Key men missing as Sri Lankans prepare for Proteas Test
Sri Lanka are accustomed to overseas batting struggles, but their mountain will be that much higher without their two best batsmen in Angelo Mathews and Dinesh Chandimal.
The sub-continent side start their tour of SA in a week.
Mathews’ ongoing fitness problems, this time a hamstring injury he sustained during the New Zealand series, mean he hasn’t been pencilled into the squad. Chandimal, who made his debut in Sri Lanka’s ground-breaking 208-run win in the 2011 Boxing Day Test at Kingsmead, has been shafted due to a terrible lack of form.
Chandimal scored a pair of crucial 50s, alongside tons from Thilan Samaraweera and Kumar Sangakkara, to help Sri Lanka secure their first ever Test win in South Africa. But his recent form is far from those heroics. The most senior Sri Lankan batsman in his team given Mathews’ absence in their disastrous Test tour of Australia, Chandimal collected a meagre 24 runs across four innings.
That’s enough to get any batsman dropped, regardless of their seniority, but it was an inexcusable return from Chandimal, who had to shore up an inexperienced batting line-up against an Australian bowling attack that was bruised by India in their earlier summer series.
The wickets in Durban and Port Elizabeth, in the first and second Tests respectively, may not be as amenable to pace as the Highveld surfaces and Newlands, but Sri Lanka needed their most experienced batsman to be in form. The batting heavy lifting will be left to the mercurial brilliance of the inconsistent yet talented Lahiru Thirimanne, the effective but under-delivering Kusal Mendis and the equally inconsistent Dhananjaya de Silva.
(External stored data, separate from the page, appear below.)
//! Authentication payload carried by ticket-granting tickets.
//!
//! The authentication subsystem is an external collaborator. It hands the
//! core a validated [`Authentication`], which is stored verbatim in the
//! session's TGT and returned to relying parties on validation.

use std::collections::BTreeMap;

use chrono::{DateTime, Utc};
use serde::{Deserialize, Serialize};

/// Multi-valued attribute map.
pub type Attributes = BTreeMap<String, Vec<String>>;

/// An authenticated subject.
#[derive(Debug, Clone, PartialEq, Eq, Serialize, Deserialize)]
pub struct Principal {
    id: String,
    #[serde(default)]
    attributes: Attributes,
}

impl Principal {
    /// Creates a principal without attributes.
    #[must_use]
    pub fn new(id: impl Into<String>) -> Self {
        Self { id: id.into(), attributes: Attributes::new() }
    }

    /// Creates a principal with the given attributes.
    #[must_use]
    pub fn with_attributes(id: impl Into<String>, attributes: Attributes) -> Self {
        Self { id: id.into(), attributes }
    }

    /// The principal identifier, e.g. a username.
    #[must_use]
    pub fn id(&self) -> &str {
        &self.id
    }

    /// Resolved principal attributes.
    #[must_use]
    pub fn attributes(&self) -> &Attributes {
        &self.attributes
    }
}

/// Result of a successful authentication transaction.
///
/// # Example
///
/// ```
/// use chrono::Utc;
/// use cas_ticket::{Authentication, Principal};
///
/// let authentication = Authentication::builder()
///     .principal(Principal::new("alice"))
///     .authentication_date(Utc::now())
///     .successes(vec!["LdapAuthenticationHandler".to_owned()])
///     .build();
/// assert_eq!(authentication.principal().id(), "alice");
/// ```
#[derive(Debug, Clone, PartialEq, Eq, Serialize, Deserialize, bon::Builder)]
pub struct Authentication {
    principal: Principal,

    authentication_date: DateTime<Utc>,

    /// Authentication metadata such as the authentication method or a
    /// remember-me flag.
    #[serde(default)]
    #[builder(default)]
    attributes: Attributes,

    /// Names of the handlers that accepted the credentials.
    #[serde(default)]
    #[builder(default)]
    successes: Vec<String>,

    /// Handlers that rejected the credentials, with their failure message.
    #[serde(default)]
    #[builder(default)]
    failures: BTreeMap<String, String>,

    /// Identifiers of the presented credentials, never the secrets.
    #[serde(default)]
    #[builder(default)]
    credentials: Vec<String>,
}

impl Authentication {
    /// The authenticated principal.
    #[must_use]
    pub fn principal(&self) -> &Principal {
        &self.principal
    }

    /// When the authentication took place.
    #[must_use]
    pub fn authentication_date(&self) -> DateTime<Utc> {
        self.authentication_date
    }

    /// Authentication metadata attributes.
    #[must_use]
    pub fn attributes(&self) -> &Attributes {
        &self.attributes
    }

    /// Handlers that succeeded.
    #[must_use]
    pub fn successes(&self) -> &[String] {
        &self.successes
    }

    /// Handlers that failed.
    #[must_use]
    pub fn failures(&self) -> &BTreeMap<String, String> {
        &self.failures
    }

    /// Presented credential identifiers.
    #[must_use]
    pub fn credentials(&self) -> &[String] {
        &self.credentials
    }
}
//! Retry logic for transient Redis failures.
//!
//! [`with_retry`] wraps an async operation and retries the errors its
//! `retryable` predicate accepts. Idempotent commands retry every transient
//! failure; commands that must apply at most once retry only failures that
//! never reached the server. Other errors are returned immediately.
//!
//! # Backoff Strategy
//!
//! - Base delay doubles with each attempt: `initial_backoff * 2^attempt`
//! - Delay is capped at `max_backoff`
//! - Random jitter of 0–50% of the computed delay is added to spread out retries from many nodes

use std::{fmt, future::Future, time::Duration};

use cas_ticket_registry::{RegistryError, RegistryResult};
use fail::fail_point;
use rand::Rng;

use crate::config::RetryPolicyConfig;

/// Executes `operation`, retrying the errors `retryable` accepts.
///
/// Returns the first success, or the last error once retries run out.
#[tracing::instrument(skip(config, retryable, operation), fields(max_retries = config.max_retries))]
pub(crate) async fn with_retry<F, Fut, T, E>(
    config: &RetryPolicyConfig,
    operation_name: &str,
    retryable: fn(&E) -> bool,
    mut operation: F,
) -> RegistryResult<T>
where
    F: FnMut() -> Fut,
    Fut: Future<Output = Result<T, E>>,
    E: Into<RegistryError> + fmt::Display,
{
    let mut last_error: Option<RegistryError> = None;

    for attempt in 0..=config.max_retries {
        match operation().await {
            Ok(value) => {
                if attempt > 0 {
                    tracing::debug!(
                        operation = operation_name,
                        attempt = attempt + 1,
                        "operation succeeded after retry",
                    );
                }
                return Ok(value);
            },
            Err(err) if retryable(&err) && attempt < config.max_retries => {
                let delay = compute_backoff(config, attempt);
                tracing::debug!(
                    operation = operation_name,
                    attempt = attempt + 1,
                    max_attempts = config.max_retries + 1,
                    delay_ms = delay.as_millis() as u64,
                    error = %err,
                    "transient error, retrying after backoff",
                );
                let err: RegistryError = err.into();
                fail_point!("redis-retry-before-sleep", |_| Err(err.clone()));
                tokio::time::sleep(delay).await;
                last_error = Some(err);
            },
            Err(err) => {
                if attempt > 0 && retryable(&err) {
                    tracing::error!(operation = operation_name, error = %err, "retries exhausted");
                }
                return Err(err.into());
            },
        }
    }

    Err(last_error
        .unwrap_or_else(|| RegistryError::internal("retry loop completed without result or error")))
}

fn compute_backoff(config: &RetryPolicyConfig, attempt: u32) -> Duration {
    let base = config.initial_backoff.saturating_mul(1u32.checked_shl(attempt).unwrap_or(u32::MAX));
    let capped = base.min(config.max_backoff);

    let jitter_range = capped.as_millis() as u64 / 2;
    if jitter_range > 0 {
        let jitter = rand::rng().random_range(0..=jitter_range);
        capped + Duration::from_millis(jitter)
    } else {
        capped
    }
}


#[cfg(all(test, feature = "failpoints"))]
#[allow(clippy::unwrap_used, clippy::expect_used)]
mod failpoint_tests {
    use std::sync::atomic::{AtomicU32, Ordering};

    use super::*;

    #[tokio::test]
    async fn test_failpoint_before_sleep_ends_retries_with_last_error() {
        let scenario = fail::FailScenario::setup();
        fail::cfg("redis-retry-before-sleep", "return").expect("failed to configure fail point");

        let calls = AtomicU32::new(0);
        let policy = RetryPolicyConfig::builder()
            .max_retries(3)
            .initial_backoff(Duration::from_millis(1))
            .max_backoff(Duration::from_millis(2))
            .build();
        let result: RegistryResult<()> = with_retry(&policy, "get", RegistryError::is_transient, || {
            calls.fetch_add(1, Ordering::SeqCst);
            async { Err(RegistryError::timeout()) }
        })
        .await;

        assert!(matches!(result, Err(RegistryError::Timeout)));
        assert_eq!(calls.load(Ordering::SeqCst), 1);

        scenario.teardown();
    }
}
Dimuth Karunaratne has three Tests worth of previous South African experience alongside the other senior batsmen, but opening in South Africa is one of the most difficult tasks in international cricket. He’s also saddled with the extra burden of captaincy against a team that may want to exact a fair measure of revenge for the humbling they received against this Sri Lankan team the last time they met.
Karunaratne was at the forefront of Sri Lanka’s surprise, but deserved, 2-0 series win, with scores of 158*, 60, 53 and 85. Cricketers and fast bowlers, in particular, have long memories and they may not have forgotten the torment the south-paw put them through in Galle and in Colombo.
Kingsmead and St George’s Park pitches may be slow in nature, but they’re far departed from the turners that tied South Africa’s batting in knots.
Sri Lanka squad: Dimuth Karunaratne (capt), Niroshan Dickwella, (v-capt), Lahiru Thirimanne, Kaushal Silva, Kusal Mendis, Kusal Perera, Milinda Siriwardana, Dhananjaya De Silva, Oshada Fernando, Angelo Perera, Suranga Lakmal, Kasun Rajitha, Vishwa Fernando, Chamika Karunaratne, Mohamed Shiraz, Lakshan Sandakan, Lasith Embuldeniya.